When the temperatures rise, this vibrant Rainbow Noodle Salad with Cashew Satay is the perfect go-to meal. Packed with colourful vegetables, fresh herbs, wholesome buckwheat noodles and a creamy, flavour-packed satay dressing, it's as nourishing as it is delicious.
Our Head of Nutrition, April, has this recipe on repeat throughout the warmer months because it's quick to prepare, easy to customise, and makes a satisfying lunch or light dinner. Simply pair it with your favourite protein - salmon, chicken or tofu - for a balanced meal that's full of fresh flavour.

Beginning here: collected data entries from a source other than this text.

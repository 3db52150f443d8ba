//! Hardware and system-identity lists that decide whether we attach at all.
//!
//! Nothing here influences dialect selection; see [`crate::vendor`] for that.

use crate::detect::dmi::DmiInfo;

/// ACPI hardware IDs we attach to. Vendor-specific IDs come first; the
/// trailing generic IDs cover machines that hang the methods off a
/// motherboard-resource or power node.
pub const DEVICE_IDS: &[&str] = &[
    // ASUS
    "ATK4001", "ATK4002", "ASUS0010", "ASUSTEK",
    // MSI
    "MSI0001", "MICRO-STAR", "MSG0001",
    // Dell / Alienware
    "DELL0001", "AWK0001", "ALIW0001",
    // Lenovo
    "LCFC0001", "LEN0001", "IDEA0001",
    // HP
    "HPQ0001", "HPQI0001",
    // Acer
    "ACER0001", "ACR0001",
    // Generic
    "PNP0C02", "ACPI0003",
];

#[derive(Debug, Clone, Copy, PartialEq, Eq)]
pub enum DmiField {
    SysVendor,
    ProductName,
}

/// One entry of the known-systems list: a substring that must appear in
/// the given DMI field.
#[derive(Debug, Clone, Copy)]
pub struct DmiQuirk {
    pub field: DmiField,
    pub substring: &'static str,
}

const fn vendor(substring: &'static str) -> DmiQuirk {
    DmiQuirk {
        field: DmiField::SysVendor,
        substring,
    }
}

const fn product(substring: &'static str) -> DmiQuirk {
    DmiQuirk {
        field: DmiField::ProductName,
        substring,
    }
}

pub const DMI_QUIRKS: &[DmiQuirk] = &[
    vendor("ASUSTeK COMPUTER INC."),
    vendor("ASUS"),
    vendor("Micro-Star International Co., Ltd."),
    vendor("MSI"),
    vendor("Dell Inc."),
    vendor("Alienware"),
    vendor("LENOVO"),
    vendor("Lenovo"),
    vendor("HP"),
    vendor("Hewlett-Packard"),
    vendor("Acer"),
    // Gaming lines sold under other vendor strings
    product("ROG"),
    product("TUF"),
    product("Legion"),
    product("Gaming"),
    product("Predator"),
    product("Nitro"),
];

/// Position of `hid` in [`DEVICE_IDS`], or None if we don't handle it.
pub fn device_id_rank(hid: &str) -> Option<usize> {
    DEVICE_IDS.iter().position(|id| *id == hid)
}

impl DmiQuirk {
    pub fn matches(&self, dmi: &DmiInfo) -> bool {
        let value = match self.field {
            DmiField::SysVendor => dmi.sys_vendor.as_deref(),
            DmiField::ProductName => dmi.product_name.as_deref(),
        };
        value.is_some_and(|v| v.contains(self.substring))
    }
}

/// Whether the system is on the known-systems list.
pub fn dmi_check_system(dmi: &DmiInfo) -> bool {
    DMI_QUIRKS.iter().any(|q| q.matches(dmi))
}

#[cfg(test)]
mod tests {
    use super::*;

    fn dmi(vendor: Option<&str>, product: Option<&str>) -> DmiInfo {
        DmiInfo::new(vendor, product)
    }

    #[test]
    fn test_device_id_rank() {
        assert_eq!(device_id_rank("ATK4001"), Some(0));
        assert!(device_id_rank("PNP0C02") > device_id_rank("ACR0001"));
        assert_eq!(device_id_rank("PNP0C0D"), None);
        // HIDs are matched exactly
        assert_eq!(device_id_rank("atk4001"), None);
    }

    #[test]
    fn test_dmi_vendor_match() {
        assert!(dmi_check_system(&dmi(Some("Micro-Star International Co., Ltd."), None)));
        assert!(dmi_check_system(&dmi(Some("Dell Inc."), Some("XPS 15"))));
    }

    #[test]
    fn test_dmi_product_match() {
        assert!(dmi_check_system(&dmi(Some("Clevo"), Some("Predator Helios 300"))));
        assert!(dmi_check_system(&dmi(None, Some("Legion 5 Pro"))));
    }

    #[test]
    fn test_dmi_no_match() {
        assert!(!dmi_check_system(&dmi(Some("Unknown Corp"), Some("Business Laptop"))));
        assert!(!dmi_check_system(&dmi(None, None)));
    }
}
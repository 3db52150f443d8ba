use crate::detect::acpi::AcpiDevice;
use crate::device::DeviceContext;
use crate::dialect::ToggleKind;
use crate::error::ToggleError;
use crate::toggle::{SupportedFeatures, ToggleState};
use crate::vendor::VendorDialect;
use colored::Colorize;
use serde::Serialize;

const LABEL_W: usize = 14;

/// Everything `armoury info` shows about an attached device.
#[derive(Debug, Clone, Serialize)]
pub struct InfoReport {
    pub device: String,
    pub vendor: Option<String>,
    pub product: Option<String>,
    pub dialect: VendorDialect,
    pub features: SupportedFeatures,
    pub toggles: Vec<ToggleReport>,
}

#[derive(Debug, Clone, Serialize)]
pub struct ToggleReport {
    pub toggle: ToggleKind,
    #[serde(flatten)]
    pub state: ToggleState,
}

impl InfoReport {
    pub fn collect(device: &DeviceContext) -> Result<Self, ToggleError> {
        let toggles = ToggleKind::ALL
            .into_iter()
            .map(|toggle| {
                device
                    .state(toggle)
                    .map(|state| ToggleReport { toggle, state })
            })
            .collect::<Result<Vec<_>, _>>()?;

        Ok(Self {
            device: device.id().to_string(),
            vendor: device.identity().vendor.clone(),
            product: device.identity().product.clone(),
            dialect: device.dialect(),
            features: device.supported_features()?,
            toggles,
        })
    }
}

pub fn print_devices(devices: &[AcpiDevice]) {
    if devices.is_empty() {
        println!("{}", "  No supported ACPI devices found.".yellow());
        return;
    }

    println!("{}", " ACPI Devices".bold());
    println!();
    for dev in devices {
        let present = if dev.is_present() {
            "present".green().to_string()
        } else {
            "absent".dimmed().to_string()
        };
        let path = if dev.path.is_empty() {
            "N/A"
        } else {
            dev.path.as_str()
        };
        println!(
            "  {} {:<9} {}  {}",
            format!("{:<12}", dev.name).bold(),
            dev.hid,
            present,
            path.dimmed()
        );
    }
    println!();
}

pub fn print_devices_json(devices: &[AcpiDevice]) {
    let output = serde_json::json!({ "devices": devices });
    println!("{}", serde_json::to_string_pretty(&output).unwrap_or_default());
}

pub fn print_info(report: &InfoReport) {
    let rows: Vec<(&str, String)> = vec![
        ("Device", report.device.clone()),
        ("Vendor", report.vendor.clone().unwrap_or_else(|| "Unknown".to_string())),
        ("Product", report.product.clone().unwrap_or_else(|| "Unknown".to_string())),
        ("Dialect", report.dialect.to_string()),
    ];

    let inner_w = rows
        .iter()
        .map(|(l, v)| l.len().max(LABEL_W) + 2 + v.len())
        .max()
        .unwrap_or(40)
        .max(40);

    let title = "Laptop";
    let fill = inner_w.saturating_sub(1 + title.len());
    println!("╭─ {} {}╮", title.bold(), "─".repeat(fill));
    for (label, value) in &rows {
        let padded = format!("{:<w$}", label, w = LABEL_W);
        let pad = inner_w.saturating_sub(LABEL_W + 2 + value.len());
        println!("│ {}  {}{} │", padded.dimmed(), value, " ".repeat(pad));
    }
    println!("╰{}╯", "─".repeat(inner_w + 2));

    println!("── {} {}", "Toggles".bold(), "─".repeat(40));
    for t in &report.toggles {
        let name = format!("{:<w$}", t.toggle.name(), w = LABEL_W);
        if t.state.supported() {
            let value = t
                .state
                .cached_value()
                .map(|v| v.to_string())
                .unwrap_or_else(|| "?".to_string());
            let methods = format!(
                "{} / {}",
                t.state.get_method().unwrap_or("-"),
                t.state.set_method().unwrap_or("-")
            );
            println!("  {} {}  {}", name, value.green().bold(), methods.dimmed());
        } else {
            println!("  {} {}", name, "unsupported".dimmed());
        }
    }
    println!();
}

pub fn print_info_json(report: &InfoReport) {
    println!("{}", serde_json::to_string_pretty(report).unwrap_or_default());
}
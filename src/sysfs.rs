use crate::error::{Error, Result};
use std::path::{Path, PathBuf};

/// Root of the sysfs/procfs tree that DMI, ACPI enumeration and the
/// acpi_call interface are read from.
///
/// Points at `/` on a real machine. Tests point it at a temp directory
/// populated with fixture files.
#[derive(Debug, Clone)]
pub struct SysfsRoot {
    root: PathBuf,
}

impl Default for SysfsRoot {
    fn default() -> Self {
        Self {
            root: PathBuf::from("/"),
        }
    }
}

impl SysfsRoot {
    pub fn system() -> Self {
        Self::default()
    }

    pub fn new(root: impl Into<PathBuf>) -> Self {
        Self { root: root.into() }
    }

    /// `path("sys/bus/acpi/devices")` -> `/sys/bus/acpi/devices` or `<root>/sys/bus/acpi/devices`
    pub fn path(&self, relative: impl AsRef<Path>) -> PathBuf {
        self.root.join(relative)
    }

    /// Read a file, trimming surrounding whitespace.
    pub fn read(&self, relative: impl AsRef<Path>) -> Result<String> {
        let path = self.path(relative);
        std::fs::read_to_string(&path)
            .map(|s| s.trim().to_string())
            .map_err(|source| Error::SysfsRead { path, source })
    }

    /// Read a file, returning None if it is missing or not readable by us.
    ///
    /// DMI attributes such as `product_serial` are root-only, so a
    /// permission error is treated the same as absence.
    pub fn read_optional(&self, relative: impl AsRef<Path>) -> Result<Option<String>> {
        let path = self.path(relative);
        match std::fs::read_to_string(&path) {
            Ok(s) => Ok(Some(s.trim().to_string())),
            Err(e) if e.kind() == std::io::ErrorKind::NotFound => Ok(None),
            Err(e) if e.kind() == std::io::ErrorKind::PermissionDenied => Ok(None),
            Err(source) => Err(Error::SysfsRead { path, source }),
        }
    }

    pub fn write(&self, relative: impl AsRef<Path>, value: &str) -> Result<()> {
        let path = self.path(relative);
        std::fs::write(&path, value).map_err(|source| Error::SysfsWrite { path, source })
    }

    /// Sorted entry names of a directory.
    pub fn list_dir(&self, relative: impl AsRef<Path>) -> Result<Vec<String>> {
        let path = self.path(relative);
        let entries = std::fs::read_dir(&path).map_err(|source| Error::SysfsRead {
            path: path.clone(),
            source,
        })?;
        let mut names = Vec::new();
        for entry in entries {
            let entry = entry.map_err(|source| Error::SysfsRead {
                path: path.clone(),
                source,
            })?;
            if let Some(name) = entry.file_name().to_str() {
                names.push(name.to_string());
            }
        }
        names.sort();
        Ok(names)
    }
}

RAINBOW NOODLE SALAD WITH CASHEW SATAY
Serves 4
1/2 cabbage grated or thinly sliced
2 carrot grated
2 red pepper sliced
2 spring onions sliced
1 cup of edamame beans
1 cup of cashews
1 handful of mint and coriander
200g of buckwheat noodles
Dressing:
1/4 cup of cashew butter
1 tsp of sriracha
1 tbsp of olive oil
1 lime - juice of
1 glove of garlic
1 tsp of fresh ginger
2 tbsp of water
Serve with salmon, chicken or tofu
Add all the components of the salad together. Cook your noodles, rinse in cold water and add to the salad. Add all the ingredients of the dressing to a blender and blend until smooth. Add more water for a runny consistency. Combine with salad and mix well. Pair this with your chosen protein and enjoy.